### WHAT THE EXERCISE ASKS
Which lines of the data below include the string "struct"? Return each of them.

### THE DATA
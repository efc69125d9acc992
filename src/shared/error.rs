//! Application Error Types
//!
//! Centralized error handling with Axum integration.

use axum::{
    http::StatusCode,
    response::{IntoResponse, Response},
    Json,
};
use serde::Serialize;

/// Application error type
#[derive(Debug, thiserror::Error)]
pub enum AppError {
    #[error("Not found: {0}")]
    NotFound(String),

    #[error("Bad request: {0}")]
    BadRequest(String),

    #[error("Unauthorized: {0}")]
    Unauthorized(String),

    #[error("Conflict: {0}")]
    Conflict(String),

    #[error("Service unavailable: {0}")]
    Unavailable(String),

    #[error("Internal error: {0}")]
    Internal(String),

    #[error("Database error: {0}")]
    Database(#[from] sqlx::Error),

    #[error("Redis error: {0}")]
    Redis(#[from] redis::RedisError),

    #[error("Validation error: {0}")]
    Validation(String),
}

/// Error response body
#[derive(Debug, Serialize)]
pub struct ErrorResponse {
    pub code: u16,
    pub message: String,
    #[serde(skip_serializing_if = "Option::is_none")]
    pub errors: Option<Vec<FieldError>>,
}

/// Field-level validation error
#[derive(Debug, Serialize)]
pub struct FieldError {
    pub field: String,
    pub message: String,
}

impl IntoResponse for AppError {
    fn into_response(self) -> Response {
        let (status, code, message) = match &self {
            AppError::NotFound(msg) => (StatusCode::NOT_FOUND, 10001, msg.clone()),
            AppError::BadRequest(msg) => (StatusCode::BAD_REQUEST, 10002, msg.clone()),
            // Never tell the client why a credential was rejected.
            AppError::Unauthorized(reason) => {
                tracing::debug!(%reason, "Rejected credential");
                (StatusCode::UNAUTHORIZED, 10003, "Unauthorized".into())
            }
            AppError::Conflict(msg) => (StatusCode::CONFLICT, 10005, msg.clone()),
            AppError::Validation(msg) => (StatusCode::BAD_REQUEST, 10007, msg.clone()),
            AppError::Unavailable(msg) => {
                tracing::error!("Service unavailable: {}", msg);
                (StatusCode::SERVICE_UNAVAILABLE, 10008, "Service unavailable".into())
            }
            AppError::Internal(msg) => {
                tracing::error!("Internal error: {}", msg);
                (StatusCode::INTERNAL_SERVER_ERROR, 10000, "Internal server error".into())
            }
            AppError::Database(e) => {
                tracing::error!("Database error: {}", e);
                (StatusCode::INTERNAL_SERVER_ERROR, 10000, "Internal server error".into())
            }
            AppError::Redis(e) => {
                tracing::error!("Redis error: {}", e);
                (StatusCode::INTERNAL_SERVER_ERROR, 10000, "Internal server error".into())
            }
        };

        let body = ErrorResponse {
            code,
            message,
            errors: None,
        };

        (status, Json(body)).into_response()
    }
}
//! Health and Metrics Endpoint Tests

use axum::http::StatusCode;

use delta_server::domain::KeyRepository;

use crate::common::{body_json, TestApp};

#[tokio::test]
async fn test_liveness_probe() {
    let app = TestApp::new();

    let response = app.get("/health/live").await;

    assert_eq!(response.status(), StatusCode::OK);
    assert_eq!(body_json(response).await["status"], "alive");
}

#[tokio::test]
async fn test_readiness_waits_for_first_key() {
    let app = TestApp::new();

    let response = app.get("/health/ready").await;
    assert_eq!(response.status(), StatusCode::SERVICE_UNAVAILABLE);
    assert_eq!(body_json(response).await["key_store"], "uninitialized");

    app.register("alice").await;

    let response = app.get("/health/ready").await;
    assert_eq!(response.status(), StatusCode::OK);
    assert_eq!(body_json(response).await["status"], "ready");
}

#[tokio::test]
async fn test_readiness_reports_unreachable_store() {
    let app = TestApp::new();
    app.register("alice").await;
    app.key_repo.set_unavailable(true);

    let response = app.get("/health/ready").await;

    assert_eq!(response.status(), StatusCode::SERVICE_UNAVAILABLE);
    assert_eq!(body_json(response).await["key_store"], "unavailable");
}

#[tokio::test]
async fn test_readiness_reports_corrupt_store() {
    let app = TestApp::new();
    app.register("alice").await;
    for key_id in app.key_repo.key_ids() {
        app.key_repo.delete_key(key_id).await.unwrap();
    }

    let response = app.get("/health/ready").await;

    assert_eq!(response.status(), StatusCode::SERVICE_UNAVAILABLE);
    assert_eq!(body_json(response).await["key_store"], "corrupt");
}

#[tokio::test]
async fn test_metrics_endpoint_exposes_token_counters() {
    let app = TestApp::new();
    app.register("alice").await;

    let response = app.get("/metrics").await;

    assert_eq!(response.status(), StatusCode::OK);
    let bytes = axum::body::to_bytes(response.into_body(), usize::MAX)
        .await
        .unwrap();
    let text = String::from_utf8(bytes.to_vec()).unwrap();
    assert!(text.contains("delta_tokens_issued_total"));
}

### ANSWER BELOW
pub struct ErrorResponse {
pub struct FieldError {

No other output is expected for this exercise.